# [Directions]
All that is wanted is a word-for-word copy of the data from its first line to the line containing "trait for dimensionless ratios", both included.

[Stored data entries]

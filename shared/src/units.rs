//! Type-safe physical units for horticultural lighting simulations
//!
//! Quantities that `uom` models (temperature, pressure, power, dimensionless
//! ratios) are re-exported from it with small extension traits for the units
//! growers actually quote. Photon quantities have no `uom` dimension, so they
//! get dedicated newtypes instead. Every quantity is its own type: a `Ppfd`
//! can never be passed where a `Ppf` or a wattage is expected.

use serde::{Deserialize, Serialize};
use std::fmt;
use std::ops::{Add, AddAssign, Div, Mul, Sub};
use uom::si::power::{kilowatt, watt};
use uom::si::pressure::kilopascal;
use uom::si::ratio::{percent, ratio};
use uom::si::thermodynamic_temperature::{degree_celsius, kelvin};

/// Type alias for temperature with convenient methods
pub type Temperature = uom::si::f64::ThermodynamicTemperature;

/// Type alias for pressure (vapor pressures, deficits)
pub type Pressure = uom::si::f64::Pressure;

/// Type alias for electrical power
pub type Power = uom::si::f64::Power;

/// Type alias for dimensionless ratios (uniformity, relative humidity, dimming)
pub type Ratio = uom::si::f64::Ratio;

/// Extension trait for temperature conversions
pub trait TemperatureExt {
    /// Create temperature from degrees Celsius
    fn from_celsius(celsius: f64) -> Self;

    /// Get temperature in degrees Celsius
    fn as_celsius(&self) -> f64;

    /// Create temperature from Kelvin
    fn from_kelvin(kelvin: f64) -> Self;

    /// Get temperature in Kelvin
    fn as_kelvin(&self) -> f64;
}

/// Extension trait for pressure conversions
pub trait PressureExt {
    /// Create pressure from kilopascals
    fn from_kilopascals(kpa: f64) -> Self;

    /// Get pressure in kilopascals
    fn as_kilopascals(&self) -> f64;
}

/// Extension trait for electrical power conversions
pub trait PowerExt {
    /// Create power from watts
    fn from_watts(watts: f64) -> Self;

    /// Get power in watts
    fn as_watts(&self) -> f64;

    /// Get power in kilowatts
    fn as_kilowatts(&self) -> f64;
}

/// Extension trait for dimensionless ratios
pub trait RatioExt {
    /// Create a ratio from a plain fraction (1.0 == 100 %)
    fn from_fraction(fraction: f64) -> Self;

    /// Get the ratio as a plain fraction
    fn as_fraction(&self) -> f64;

    /// Create a ratio from a percentage
    fn from_percent(pct: f64) -> Self;

    /// Get the ratio as a percentage
    fn as_percent(&self) -> f64;
}

impl TemperatureExt for Temperature {
    fn from_celsius(celsius: f64) -> Self {
        Temperature::new::<degree_celsius>(celsius)
    }

    fn as_celsius(&self) -> f64 {
        self.get::<degree_celsius>()
    }

    fn from_kelvin(kelvin_value: f64) -> Self {
        Temperature::new::<kelvin>(kelvin_value)
    }

    fn as_kelvin(&self) -> f64 {
        self.get::<kelvin>()
    }
}

impl PressureExt for Pressure {
    fn from_kilopascals(kpa: f64) -> Self {
        Pressure::new::<kilopascal>(kpa)
    }

    fn as_kilopascals(&self) -> f64 {
        self.get::<kilopascal>()
    }
}

impl PowerExt for Power {
    fn from_watts(watts: f64) -> Self {
        Power::new::<watt>(watts)
    }

    fn as_watts(&self) -> f64 {
        self.get::<watt>()
    }

    fn as_kilowatts(&self) -> f64 {
        self.get::<kilowatt>()
    }
}

impl RatioExt for Ratio {
    fn from_fraction(fraction: f64) -> Self {
        Ratio::new::<ratio>(fraction)
    }

    fn as_fraction(&self) -> f64 {
        self.get::<ratio>()
    }

    fn from_percent(pct: f64) -> Self {
        Ratio::new::<percent>(pct)
    }

    fn as_percent(&self) -> f64 {
        self.get::<percent>()
    }
}

/// Declares a scalar newtype for a quantity `uom` has no dimension for.
///
/// Arithmetic is closed over the type: quantities add and subtract with
/// themselves, scale by `f64`, and dividing two of them yields a plain `f64`.
macro_rules! scalar_quantity {
    ($(#[$meta:meta])* $name:ident, $unit:literal) => {
        $(#[$meta])*
        #[derive(Debug, Clone, Copy, Default, PartialEq, PartialOrd, Serialize, Deserialize)]
        #[serde(transparent)]
        pub struct $name(f64);

        impl $name {
            /// The zero quantity
            pub const ZERO: Self = Self(0.0);

            /// Unit label used when formatting
            pub const UNIT: &'static str = $unit;

            /// Wrap a raw value expressed in this quantity's unit
            pub const fn new(value: f64) -> Self {
                Self(value)
            }

            /// Raw value in this quantity's unit
            pub const fn value(self) -> f64 {
                self.0
            }

            pub fn is_finite(self) -> bool {
                self.0.is_finite()
            }

            pub fn max(self, other: Self) -> Self {
                Self(self.0.max(other.0))
            }

            pub fn min(self, other: Self) -> Self {
                Self(self.0.min(other.0))
            }
        }

        impl Add for $name {
            type Output = Self;

            fn add(self, rhs: Self) -> Self {
                Self(self.0 + rhs.0)
            }
        }

        impl AddAssign for $name {
            fn add_assign(&mut self, rhs: Self) {
                self.0 += rhs.0;
            }
        }

        impl Sub for $name {
            type Output = Self;

            fn sub(self, rhs: Self) -> Self {
                Self(self.0 - rhs.0)
            }
        }

        impl Mul<f64> for $name {
            type Output = Self;

            fn mul(self, rhs: f64) -> Self {
                Self(self.0 * rhs)
            }
        }

        impl Div<f64> for $name {
            type Output = Self;

            fn div(self, rhs: f64) -> Self {
                Self(self.0 / rhs)
            }
        }

        impl Div for $name {
            type Output = f64;

            fn div(self, rhs: Self) -> f64 {
                self.0 / rhs.0
            }
        }

        impl std::iter::Sum for $name {
            fn sum<I: Iterator<Item = Self>>(iter: I) -> Self {
                Self(iter.map(|q| q.0).sum())
            }
        }

        impl fmt::Display for $name {
            fn fmt(&self, f: &mut fmt::Formatter<'_>) -> fmt::Result {
                match f.precision() {
                    Some(p) => write!(f, "{:.*} {}", p, self.0, $unit),
                    None => write!(f, "{} {}", self.0, $unit),
                }
            }
        }
    };
}

scalar_quantity!(
    /// Photosynthetic photon flux: total photon output of a fixture, µmol/s
    Ppf,
    "µmol/s"
);

scalar_quantity!(
    /// Photosynthetic photon flux density arriving at a plane, µmol·m⁻²·s⁻¹
    Ppfd,
    "µmol/m²/s"
);

scalar_quantity!(
    /// Daily light integral, mol·m⁻²·day⁻¹
    Dli,
    "mol/m²/day"
);

scalar_quantity!(
    /// Electrical power per unit of floor area, in the caller's length unit squared
    PowerDensity,
    "W/unit²"
);

scalar_quantity!(
    /// Absolute humidity, g/m³
    AbsoluteHumidity,
    "g/m³"
);

#[cfg(test)]
mod tests {
    use super::*;
    use approx::assert_relative_eq;

    #[test]
    fn test_temperature_conversions() {
        let temp_c = Temperature::from_celsius(0.0);
        assert_relative_eq!(temp_c.as_kelvin(), 273.15, epsilon = 0.01);

        let temp_c = Temperature::from_celsius(25.0);
        assert_relative_eq!(temp_c.as_kelvin(), 298.15, epsilon = 0.01);

        let temp_k = Temperature::from_kelvin(373.15);
        assert_relative_eq!(temp_k.as_celsius(), 100.0, epsilon = 0.01);
    }

    #[test]
    fn test_pressure_and_power() {
        let vpd = Pressure::from_kilopascals(1.2);
        assert_relative_eq!(vpd.as_kilopascals(), 1.2, epsilon = 1e-12);

        let draw = Power::from_watts(680.0);
        assert_relative_eq!(draw.as_watts(), 680.0, epsilon = 1e-12);
        assert_relative_eq!(draw.as_kilowatts(), 0.68, epsilon = 1e-12);
    }

    #[test]
    fn test_ratio_percent_and_fraction() {
        let rh = Ratio::from_percent(65.0);
        assert_relative_eq!(rh.as_fraction(), 0.65, epsilon = 1e-12);

        let uniformity = Ratio::from_fraction(0.8);
        assert_relative_eq!(uniformity.as_percent(), 80.0, epsilon = 1e-9);
    }

    #[test]
    fn test_quantity_arithmetic() {
        let a = Ppfd::new(300.0);
        let b = Ppfd::new(100.0);

        assert_eq!((a + b).value(), 400.0);
        assert_eq!((a - b).value(), 200.0);
        assert_eq!((a * 2.0).value(), 600.0);
        assert_eq!((a / 3.0).value(), 100.0);
        assert_eq!(a / b, 3.0);

        let total: Ppf = [Ppf::new(1.0), Ppf::new(2.5)].into_iter().sum();
        assert_eq!(total.value(), 3.5);

        let mut acc = Dli::ZERO;
        acc += Dli::new(12.0);
        assert_eq!(acc, Dli::new(12.0));
    }

    #[test]
    fn test_quantity_display() {
        assert_eq!(format!("{:.1}", Ppfd::new(412.345)), "412.3 µmol/m²/s");
        assert_eq!(format!("{}", Dli::new(17.0)), "17 mol/m²/day");
    }

    #[test]
    fn test_quantity_serializes_as_bare_number() {
        let json = serde_json::to_string(&Ppf::new(1700.0)).unwrap();
        assert_eq!(json, "1700.0");

        let back: Ppf = serde_json::from_str("1700").unwrap();
        assert_eq!(back, Ppf::new(1700.0));
    }
}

# [Response to this task]
filename shared/src/units.rs
//! Type-safe physical units for horticultural lighting simulations
//!
//! Quantities that `uom` models (temperature, pressure, power, dimensionless
//! ratios) are re-exported from it with small extension traits for the units
//! growers actually quote. Photon quantities have no `uom` dimension, so they
//! get dedicated newtypes instead. Every quantity is its own type: a `Ppfd`
//! can never be passed where a `Ppf` or a wattage is expected.

use serde::{Deserialize, Serialize};
use std::fmt;
use std::ops::{Add, AddAssign, Div, Mul, Sub};
use uom::si::power::{kilowatt, watt};
use uom::si::pressure::kilopascal;
use uom::si::ratio::{percent, ratio};
use uom::si::thermodynamic_temperature::{degree_celsius, kelvin};

/// Type alias for temperature with convenient methods
pub type Temperature = uom::si::f64::ThermodynamicTemperature;

/// Type alias for pressure (vapor pressures, deficits)
pub type Pressure = uom::si::f64::Pressure;

/// Type alias for electrical power
pub type Power = uom::si::f64::Power;

/// Type alias for dimensionless ratios (uniformity, relative humidity, dimming)
pub type Ratio = uom::si::f64::Ratio;

/// Extension trait for temperature conversions
pub trait TemperatureExt {
    /// Create temperature from degrees Celsius
    fn from_celsius(celsius: f64) -> Self;

    /// Get temperature in degrees Celsius
    fn as_celsius(&self) -> f64;

    /// Create temperature from Kelvin
    fn from_kelvin(kelvin: f64) -> Self;

    /// Get temperature in Kelvin
    fn as_kelvin(&self) -> f64;
}

/// Extension trait for pressure conversions
pub trait PressureExt {
    /// Create pressure from kilopascals
    fn from_kilopascals(kpa: f64) -> Self;

    /// Get pressure in kilopascals
    fn as_kilopascals(&self) -> f64;
}

/// Extension trait for electrical power conversions
pub trait PowerExt {
    /// Create power from watts
    fn from_watts(watts: f64) -> Self;

    /// Get power in watts
    fn as_watts(&self) -> f64;

    /// Get power in kilowatts
    fn as_kilowatts(&self) -> f64;
}

/// Extension trait for dimensionless ratios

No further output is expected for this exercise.